The Taxpayer must identify the action at issue:

  • Federal Tax Lien
  • Levy or Proposed Levy
  • Seizure
  • Rejection of Installment Agreement
  • Termination of Installment Agreement
  • Modification of Installment Agreement

Explanation (Form 9423: Step 3)

The purpose of the explanation portion is to give the taxpayer an opportunity to explain why the collection appeal request is proper — and more specifically the basis for modifying the enforcement procedures being used by the IRS currently for the particular debt.

Specifically, the form asked the taxpayer to:

      • Explain why you disagree with the collection action(s) you checked above and explain how you would resolve your tax problem. Attach additional pages if needed. Attach copies of any documents that you think will support your position.

      • Generally, the Internal Revenue Service Independent Office of Appeals will ask the Collection Function to review, verify and provide their opinion on any new information you submit. We will share their comments with you and give you the opportunity to respond

Penalty of Perjury

Before submitting the form, the Taxpayer must submit the form under penalty of perjury. since it is being signed under penalty of perjury, it is important that the taxpayer is not making any intentional or reckless untruthful statements — omissions or misrepresentations.

      • Under penalties of perjury, I declare that I have examined this request and any accompanying documents, and to the best of my knowledge and belief, they are true, correct and complete.

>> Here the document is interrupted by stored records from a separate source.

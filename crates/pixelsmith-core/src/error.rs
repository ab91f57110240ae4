//! Error types shared by the image model, transformations and the dispatcher.

use thiserror::Error;

use crate::codec::CodecError;

/// Result alias used throughout the editing core.
pub type Result<T> = std::result::Result<T, EditError>;

/// Errors reported for a single editing command.
///
/// None of these terminate an editing session: the dispatcher surfaces them
/// for the offending line and keeps accepting input.
#[derive(Debug, Error)]
pub enum EditError {
    /// The pixel buffer does not hold exactly `width * height` colors, or a
    /// dimension is zero.
    #[error("Invalid dimensions: {width}x{height} image cannot hold {len} pixels")]
    InvalidDimensions { width: u32, height: u32, len: usize },

    /// A crop region or pixel coordinate falls outside the image.
    #[error(
        "Region {w}x{h} at ({x}, {y}) lies outside the {image_width}x{image_height} image"
    )]
    OutOfBounds {
        x: i64,
        y: i64,
        w: i64,
        h: i64,
        image_width: u32,
        image_height: u32,
    },

    /// Blend operands differ in size.
    #[error(
        "Dimension mismatch: foreground is {}x{} but background is {}x{}",
        .foreground.0, .foreground.1, .background.0, .background.1
    )]
    DimensionMismatch {
        foreground: (u32, u32),
        background: (u32, u32),
    },

    /// A command line could not be parsed into a directive or transformation.
    #[error("Malformed command: {0}")]
    MalformedCommand(String),

    /// The codec collaborator failed to read or write an image.
    #[error("I/O failure: {0}")]
    IoFailure(String),

    /// An edit was requested before any image was loaded.
    #[error("No image loaded; use `load <path>` first")]
    NoImage,
}

impl From<CodecError> for EditError {
    fn from(err: CodecError) -> Self {
        EditError::IoFailure(err.to_string())
    }
}
//! Blending a foreground image onto the current (background) image.

use crate::blend::BlendMode;
use crate::error::{EditError, Result};
use crate::raster::Image;

/// Composites a fixed foreground image over whatever image it is applied to.
#[derive(Debug, Clone, PartialEq)]
pub struct Blend {
    foreground: Image,
    mode: BlendMode,
}

impl Blend {
    pub fn new(foreground: Image, mode: BlendMode) -> Self {
        Self { foreground, mode }
    }

    pub fn foreground(&self) -> &Image {
        &self.foreground
    }

    pub fn mode(&self) -> BlendMode {
        self.mode
    }

    /// Combine every pixel pair, in row-major order, into a new image.
    ///
    /// # Errors
    ///
    /// Returns [`EditError::DimensionMismatch`] if the foreground and
    /// `background` differ in width or height.
    pub fn apply(&self, background: &Image) -> Result<Image> {
        if self.foreground.dimensions() != background.dimensions() {
            return Err(EditError::DimensionMismatch {
                foreground: self.foreground.dimensions(),
                background: background.dimensions(),
            });
        }

        let pixels = self
            .foreground
            .pixels()
            .iter()
            .zip(background.pixels())
            .map(|(&fg, &bg)| self.mode.combine(fg, bg))
            .collect();

        Image::from_buffer(background.width(), background.height(), pixels)
    }
}
//! WASM-compatible wrapper types for image data.

use pixelsmith_core::{EditError, Image};
use wasm_bindgen::prelude::*;

/// An RGB image wrapper for JavaScript.
///
/// # Memory Management
///
/// The pixel data is stored in WASM memory. When you call `pixels()`, a copy is made
/// to JavaScript memory as a `Uint8Array`. Keep images in WASM memory and only
/// extract pixels when a canvas needs repainting.
#[wasm_bindgen]
pub struct JsImage {
    width: u32,
    height: u32,
    pixels: Vec<u8>,
}

#[wasm_bindgen]
impl JsImage {
    /// Create a new JsImage from dimensions and pixel data.
    ///
    /// # Arguments
    /// * `width` - Image width in pixels
    /// * `height` - Image height in pixels
    /// * `pixels` - RGB pixel data (3 bytes per pixel, row-major order)
    #[wasm_bindgen(constructor)]
    pub fn new(width: u32, height: u32, pixels: Vec<u8>) -> JsImage {
        JsImage {
            width,
            height,
            pixels,
        }
    }

    #[wasm_bindgen(getter)]
    pub fn width(&self) -> u32 {
        self.width
    }

    #[wasm_bindgen(getter)]
    pub fn height(&self) -> u32 {
        self.height
    }

    /// Get the number of bytes in the pixel buffer (width * height * 3)
    #[wasm_bindgen(getter)]
    pub fn byte_length(&self) -> usize {
        self.pixels.len()
    }

    /// Returns RGB pixel data as Uint8Array (copied).
    pub fn pixels(&self) -> Vec<u8> {
        self.pixels.clone()
    }

    /// Returns RGBA pixel data with opaque alpha, ready for `ImageData`.
    pub fn rgba(&self) -> Vec<u8> {
        self.pixels
            .chunks_exact(3)
            .flat_map(|px| [px[0], px[1], px[2], 255])
            .collect()
    }
}

impl JsImage {
    pub(crate) fn from_image(image: &Image) -> Self {
        Self {
            width: image.width(),
            height: image.height(),
            pixels: image.to_rgb8(),
        }
    }

    /// Validate and convert to a core image.
    pub(crate) fn to_image(&self) -> Result<Image, EditError> {
        Image::from_rgb8(self.width, self.height, &self.pixels)
    }
}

      • A submission by a representative, other than the taxpayer, is based on all information of which the representative has any knowledge.

What Happens Next with the Collection Appeal?

Once it is filed, it is in the hands of appeals to determine the fate of your request. as provided by the form instructions:

What Will Happen When You Appeal Your Case

      • Normally, we will stop the collection action(s) you disagree with until your appeal is settled, unless we have reason to believe that collection or the amount owed is at risk.

You May Have a Representative

      • You may represent yourself at your Appeals conference or you may be represented by an attorney, certified public accountant or a person enrolled to practice before the IRS. If you want your representative to appear without you, you must provide a properly completed Form 2848, Power of Attorney and Declaration of Representative.

      • You can obtain Form 2848 from your local IRS office, by calling 1-800-829-3676, or by going to www.irs.gov.

Decision on the Appeal 

      • Once Appeals makes a decision regarding your case, that decision is binding on both you and the IRS. You cannot obtain a judicial review of Appeals’ decision following a CAP.

      • However, there may be other opportunities to obtain administrative or judicial review of the issue raised in the CAP hearing

      • For example, a third party may contest a wrongful levy by filing an action in district court. See Publication 4528, Making an Administrative Wrongful Levy Claim Under Internal Revenue Code (IRC) Section 6343(b).

Collection Appeal Process (CAP) Has Pros and Cons

In conclusion, for some Taxpayers the filing an IRS Form 9423 is an effective method for avoiding or modifying the enforcement of the collection certain taxes that are due and owing. In addition, wall falling in the form may be beneficial, there are some inherent detriments including the impact on filing a CDP request on Form 12153.